While many databases, services, or museums might expose their data via a web API, there can be limitations. Matthew Lincoln has an excellent tutorial at The Programming Historian that walks us through some of these differences, but the key one is in the way the data is represented. When data is described using a ‘Resource Description Framework’, RDF, the resource - the ‘thing’- is described via a series of relationships, rather than as rows in a table or keys having values.

Information is in the relationships. It’s a network. It’s a graph. Thus, every ‘thing’ in this graph can have its own uniform resource identifier (URI) that lives as a location on the internet. Information can then be created by making statements that use these URIs, similarly to how English grammar creates meaning: subject verb object. Or, in RDF-speak, ‘subject predicate object’, also known as a triple. In this way, data in different places can be linked together by referencing the elements they have in common. This is Linked Open Data (LOD). The access point for interrogating LOD is called an ‘endpoint’.
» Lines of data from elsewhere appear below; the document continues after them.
//! Complex bifurcation engine
//!
//! Same stepping discipline as the real engine, over `Complex64` and without
//! derivative. Every entry starts at `z0 + i`: a unit imaginary offset pushes
//! the orbit off the real axis, where the real maps would keep it forever.
//!
//! The studied maps have real coefficients, so orbits come in conjugate
//! pairs. Each retained snapshot is therefore handed over as three series:
//! `Re z`, `Im z` and `-Im z`.

use log::debug;
use nalgebra::DVector;
use num_complex::Complex64;

use crate::engine::numeric;
use crate::engine::observer::ComplexObserver;
use crate::engine::{Engine, IterationConfiguration, RunMetadata, Scenario};
use crate::maps::ComplexMap;

use super::trajectory_budget;

/// Imaginary offset added to every initial value
pub const SEED_OFFSET: Complex64 = Complex64::new(0.0, 1.0);

/// Output of a [`ComplexEngine`] run
#[derive(Debug, Clone)]
pub struct ComplexResult {
    /// Steps handed to the observer
    pub retained_steps: usize,

    /// Entries whose final iterate has a NaN or infinite component
    pub non_finite: usize,

    /// Run diagnostics
    pub metadata: RunMetadata,
}

/// Vectorized complex iteration engine
///
/// # Example
///
/// ```rust
/// use bifurc_rs::engine::{ComplexEngine, ComplexScatter, IterationConfiguration, ParameterSweep, Scenario};
/// use bifurc_rs::maps::MapConfiguration;
/// use bifurc_rs::models::CubicNewton;
///
/// let scenario = Scenario::uniform(
///     Box::new(CubicNewton),
///     MapConfiguration::sweep_alpha(0.0),
///     ParameterSweep::linspace(-2.0, 2.0, 40).unwrap(),
///     0.2,
/// );
///
/// let mut scatter = ComplexScatter::new();
/// let result = ComplexEngine::new()
///     .run_observed(&scenario, &IterationConfiguration::trajectory(60, 30), &mut scatter)
///     .unwrap();
/// assert_eq!(result.retained_steps, 30);
/// ```
#[derive(Debug, Clone, Copy, Default)]
pub struct ComplexEngine;

impl ComplexEngine {
    /// Create the engine
    pub fn new() -> Self {
        Self
    }

    /// Run, handing every post-burn-in snapshot to `observer`
    pub fn run_observed<M, O>(
        &self,
        scenario: &Scenario<M>,
        config: &IterationConfiguration,
        observer: &mut O,
    ) -> Result<ComplexResult, String>
    where
        M: ComplexMap + ?Sized,
        O: ComplexObserver + ?Sized,
    {
        // ====== Validation ======

        let (step_count, burn_in) = trajectory_budget(config, "ComplexEngine")?;
        scenario.validate()?;

        // ====== Setup ======

        let map = scenario.map.as_ref();
        let configuration = &scenario.configuration;
        let sweep = scenario.sweep.as_slice();
        let n = sweep.len();

        let mut state: DVector<Complex64> = scenario.initial.map(|z0| Complex64::new(z0, 0.0) + SEED_OFFSET);

        // reused by every retained step
        let mut real = vec![0.0; n];
        let mut imaginary = vec![0.0; n];
        let mut mirrored = vec![0.0; n];

        // ====== Iteration ======

        for step in 0..step_count {
            crate::engine::for_each_entry(state.as_mut_slice(), sweep, |z, r| {
                *z = map.evaluate_complex(*z, &configuration.at(r));
            });

            if step >= burn_in {
                for (k, z) in state.iter().enumerate() {
                    real[k] = z.re;
                    imaginary[k] = z.im;
                    mirrored[k] = -z.im;
                }
                observer.observe(step, sweep, &real, &imaginary, &mirrored);
            }
        }

        // ====== Result ======

        let non_finite = state.iter().filter(|z| !z.is_finite()).count();
        numeric::report_domain_error(scenario.get_map_name(), non_finite);

        let retained_steps = step_count - burn_in;
        debug!(
            "ComplexEngine: {} steps over {} entries, {} retained, {} non-finite",
            step_count, n, retained_steps, non_finite
        );

        let mut metadata = RunMetadata::new();
        metadata.add("engine", "Complex");
        metadata.add("map", scenario.get_map_name());
        metadata.add("steps", &step_count.to_string());
        metadata.add("burn-in", &burn_in.to_string());
        metadata.add("sweep entries", &n.to_string());
        metadata.add("seed offset", &SEED_OFFSET.to_string());

        Ok(ComplexResult { retained_steps, non_finite, metadata })
    }
}

impl<M: ComplexMap + ?Sized> Engine<M> for ComplexEngine {
    type Output = ComplexResult;

    fn run(&self, scenario: &Scenario<M>, config: &IterationConfiguration) -> Result<ComplexResult, String> {
        self.run_observed(scenario, config, &mut ())
    }

    fn name(&self) -> &'static str {
        "Complex"
    }
}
Finally, SPARQL is an acronymn for SPARQL Protocol and RDF Query Language (yes, it’s one of those kinds of acronyms).

In the notebook for this section, we’re not using Python or R directly. Instead, we’ve set up a ‘kernel’ (think of that as the ‘engine’ for the notebook) that already includes everything necessary to set up and run SPARQL queries. (For reference, the kernel code is here). Both R and Python can interact with and query endpoints, and manipulate linked open data, but for the sake of learning a bit of what one can do with SPARQL, this notebook keeps all of that ancillary code tucked away. The followup notebook shows you how to use R to do some basic manipulations of the query results.

The SPARQL endpoint for the British Museum has been more or less abandoned by that institution. While you will still learn much about how SPARQL and LOD work by studying our notebook, we regret that we can’t guarantee full functionality.